Imagine that: Mr. Spivey built his building in the center of commerce in a spirit of optimism in the belief that East St. Louis would grow to be a city of 250,000 people. Now, his building may be renovated with tax subsidies to be a center for social agencies in an abandoned city of 31,000 people where nearly a third of the families live in poverty and the median household income is only $21,324. What kind of a trophy building is that? What kind of a symbol is that? It only perpetuates the myth that East St. Louis was always a city of helpless victims, even though it never was.
I understand now why the city issued a demolition permit for this building. I understand now why the city has allowed one building after another to decay and disappear. Buildings are important symbols, and the symbols of prosperity and hope need to disappear so that the city can perpetuate its myth of helplessness and victimization. The city is simply addicted to state and Federal money and can’t let anything contradict the idea of its helplessness.
To claim the Spivey Building as a trophy and symbol of the welfare state is a blasphemy that disrespects both the history and the future of East St. Louis. To spend tax dollars in the belief that a building will generate new development and wealth downtown is folly. Why not just build a new skyscraper for social agencies in a cornfield somewhere? It makes as much sense.
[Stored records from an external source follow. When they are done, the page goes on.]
//! Registry of the OpenGL extensions known to the state tracker.
//!
//! Each extension carries the minimal context version it needs to be used
//! and the version in which it was adopted into core. Extensions adopted
//! into a version older than or equal to the context version are always
//! considered supported, whether or not the driver advertises them.
use glstate_common::Version;
use std::fmt::{Display, Formatter};

/// Run-time information about an OpenGL extension.
#[derive(Copy, Clone, Debug, Eq, PartialEq, Hash)]
pub struct Extension {
    index: usize,
    required_version: Version,
    core_version: Version,
    name: &'static str,
}

impl Extension {
    /// Index of the extension in the registry.
    pub const fn index(&self) -> usize {
        self.index
    }

    /// Minimal version required by this extension.
    pub const fn required_version(&self) -> Version {
        self.required_version
    }

    /// Version in which this extension was adopted into core, or
    /// [`Version::None`] if it never was.
    pub const fn core_version(&self) -> Version {
        self.core_version
    }

    /// The extension string, such as `GL_ARB_direct_state_access`.
    pub const fn name(&self) -> &'static str {
        self.name
    }

    /// Every extension adopted into core in the given version.
    ///
    /// Passing [`Version::None`] lists the extensions that are not part of
    /// any core version.
    pub fn extensions(version: Version) -> impl Iterator<Item = &'static Extension> {
        ALL.iter().filter(move |ext| ext.core_version == version)
    }

    /// Look up a known extension by its extension string.
    pub fn find(name: &str) -> Option<&'static Extension> {
        ALL.iter().find(|ext| ext.name == name)
    }

    /// Every known extension, ordered by index.
    pub fn all() -> &'static [Extension] {
        ALL
    }
}

impl Display for Extension {
    fn fmt(&self, f: &mut Formatter<'_>) -> std::fmt::Result {
        f.write_str(self.name)
    }
}

macro_rules! extensions {
    ($($index:literal $ident:ident $name:literal $required:ident $core:ident;)*) => {
        $(
            pub const $ident: Extension = Extension {
                index: $index,
                required_version: Version::$required,
                core_version: Version::$core,
                name: $name,
            };
        )*

        const ALL: &[Extension] = &[$($ident),*];
    };
}

extensions! {
    0  ARB_ES2_COMPATIBILITY "GL_ARB_ES2_compatibility" GL210 GL410;
    1  ARB_ES3_COMPATIBILITY "GL_ARB_ES3_compatibility" GL330 GL430;
    2  ARB_BASE_INSTANCE "GL_ARB_base_instance" GL210 GL420;
    3  ARB_BUFFER_STORAGE "GL_ARB_buffer_storage" GL430 GL440;
    4  ARB_COPY_BUFFER "GL_ARB_copy_buffer" GL210 GL310;
    5  ARB_DIRECT_STATE_ACCESS "GL_ARB_direct_state_access" GL210 GL450;
    6  ARB_DRAW_ELEMENTS_BASE_VERTEX "GL_ARB_draw_elements_base_vertex" GL210 GL320;
    7  ARB_DRAW_INSTANCED "GL_ARB_draw_instanced" GL210 GL310;
    8  ARB_EXPLICIT_ATTRIB_LOCATION "GL_ARB_explicit_attrib_location" GL210 GL330;
    9  ARB_EXPLICIT_UNIFORM_LOCATION "GL_ARB_explicit_uniform_location" GL210 GL430;
    10 ARB_GET_TEXTURE_SUB_IMAGE "GL_ARB_get_texture_sub_image" GL210 GL450;
    11 ARB_INSTANCED_ARRAYS "GL_ARB_instanced_arrays" GL210 GL330;
    12 ARB_INVALIDATE_SUBDATA "GL_ARB_invalidate_subdata" GL210 GL430;
    13 ARB_MAP_BUFFER_ALIGNMENT "GL_ARB_map_buffer_alignment" GL210 GL420;
    14 ARB_MAP_BUFFER_RANGE "GL_ARB_map_buffer_range" GL210 GL300;
    15 ARB_MULTI_BIND "GL_ARB_multi_bind" GL300 GL440;
    16 ARB_ROBUSTNESS "GL_ARB_robustness" GL210 None;
    17 ARB_SAMPLER_OBJECTS "GL_ARB_sampler_objects" GL210 GL330;
    18 ARB_SHADER_ATOMIC_COUNTERS "GL_ARB_shader_atomic_counters" GL300 GL420;
    19 ARB_SHADER_STORAGE_BUFFER_OBJECT "GL_ARB_shader_storage_buffer_object" GL400 GL430;
    20 ARB_SHADING_LANGUAGE_420PACK "GL_ARB_shading_language_420pack" GL300 GL420;
    21 ARB_STENCIL_TEXTURING "GL_ARB_stencil_texturing" GL210 GL430;
    22 ARB_TEXTURE_CUBE_MAP_ARRAY "GL_ARB_texture_cube_map_array" GL210 GL400;
    23 ARB_TEXTURE_FILTER_ANISOTROPIC "GL_ARB_texture_filter_anisotropic" GL210 GL460;
    24 ARB_TEXTURE_MIRROR_CLAMP_TO_EDGE "GL_ARB_texture_mirror_clamp_to_edge" GL210 GL440;
    25 ARB_TEXTURE_MULTISAMPLE "GL_ARB_texture_multisample" GL210 GL320;
    26 ARB_TEXTURE_STORAGE "GL_ARB_texture_storage" GL210 GL420;
    27 ARB_TEXTURE_SWIZZLE "GL_ARB_texture_swizzle" GL210 GL330;
    28 ARB_TIMER_QUERY "GL_ARB_timer_query" GL210 GL330;
    29 ARB_TRANSFORM_FEEDBACK3 "GL_ARB_transform_feedback3" GL210 GL400;
    30 ARB_UNIFORM_BUFFER_OBJECT "GL_ARB_uniform_buffer_object" GL210 GL310;
    31 ARB_VERTEX_ARRAY_OBJECT "GL_ARB_vertex_array_object" GL210 GL300;
    32 ARB_VERTEX_ATTRIB_64BIT "GL_ARB_vertex_attrib_64bit" GL300 GL410;
    33 ARB_VERTEX_ATTRIB_BINDING "GL_ARB_vertex_attrib_binding" GL210 GL430;
    34 EXT_DIRECT_STATE_ACCESS "GL_EXT_direct_state_access" GL210 None;
    35 EXT_TEXTURE_ARRAY "GL_EXT_texture_array" GL210 GL300;
    36 EXT_TEXTURE_FILTER_ANISOTROPIC "GL_EXT_texture_filter_anisotropic" GL210 None;
    37 EXT_TEXTURE_INTEGER "GL_EXT_texture_integer" GL210 GL300;
    38 EXT_TEXTURE_SRGB_DECODE "GL_EXT_texture_sRGB_decode" GL210 None;
    39 KHR_DEBUG "GL_KHR_debug" GL210 GL430;
    40 KHR_NO_ERROR "GL_KHR_no_error" GL210 GL460;
    41 KHR_ROBUSTNESS "GL_KHR_robustness" GL320 GL450;
}

/// Number of known extensions.
pub const EXTENSION_COUNT: usize = ALL.len();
Until there is once again a political environment and business climate that fosters and encourages real economic investment and wealth creation in East St. Louis, the renovation of the Spivey is just another taxpayer subsidized project doomed to failure.
Instead of trying to live in the shadow of Mr. Spivey’s long forgotten dream, it may be better for the current residents of the city to use those tax dollars to build a new symbol for East St. Louis, a building that reflects who they are now and who they want to be tomorrow. Maybe it is time to forget the past and start thinking about building a new future. Maybe it’s time to start dreaming again.
Thomas Petraitas is author of Growing Up Lithuanian in East St. Louis. Contact him at servicecop@sbcglobal.net.
2 replies on “The Spivey Building: Death of a Dream?”
I see your point but I disagree with you. It would take a lot of funds and work but I believe that they should raise money to improve many historic buildings and preserve the history in East St. Louis.Â
I enjoyed your synopsis of the Spivey building and East St. Louis.It brought back a lot of memories.I was born in 1947 and lived in the Edgemont area until leaving for the Navy in 1966. I recall going to the dentist in the Spivey Building, I believe it was Dr. Ausbrook. I was a news paper boy in the early 60’s and made many Saturday morning trips to pay my paper bill. As a little boy I was always in awe of the elevator operators in both the Spivey and the Murphy buildings? The shiny brass gates and the lever controls always had my attention. Your description of the old creaking wooden floors and lunch counters in the five and dime stores revived many great memories. Saturday bus trips to the Majestic theater with my older brother and our mothers reminder of our phone number just in case we had a problem. It is troubling to watch the slow and steady decay of our home town. Each of us have our thoughts as to why this has happened. I think we all wish we could turn this around, and return East St. Louis to the city we recall. Any way Tom, your article helped me to visualize the city I remember and still love.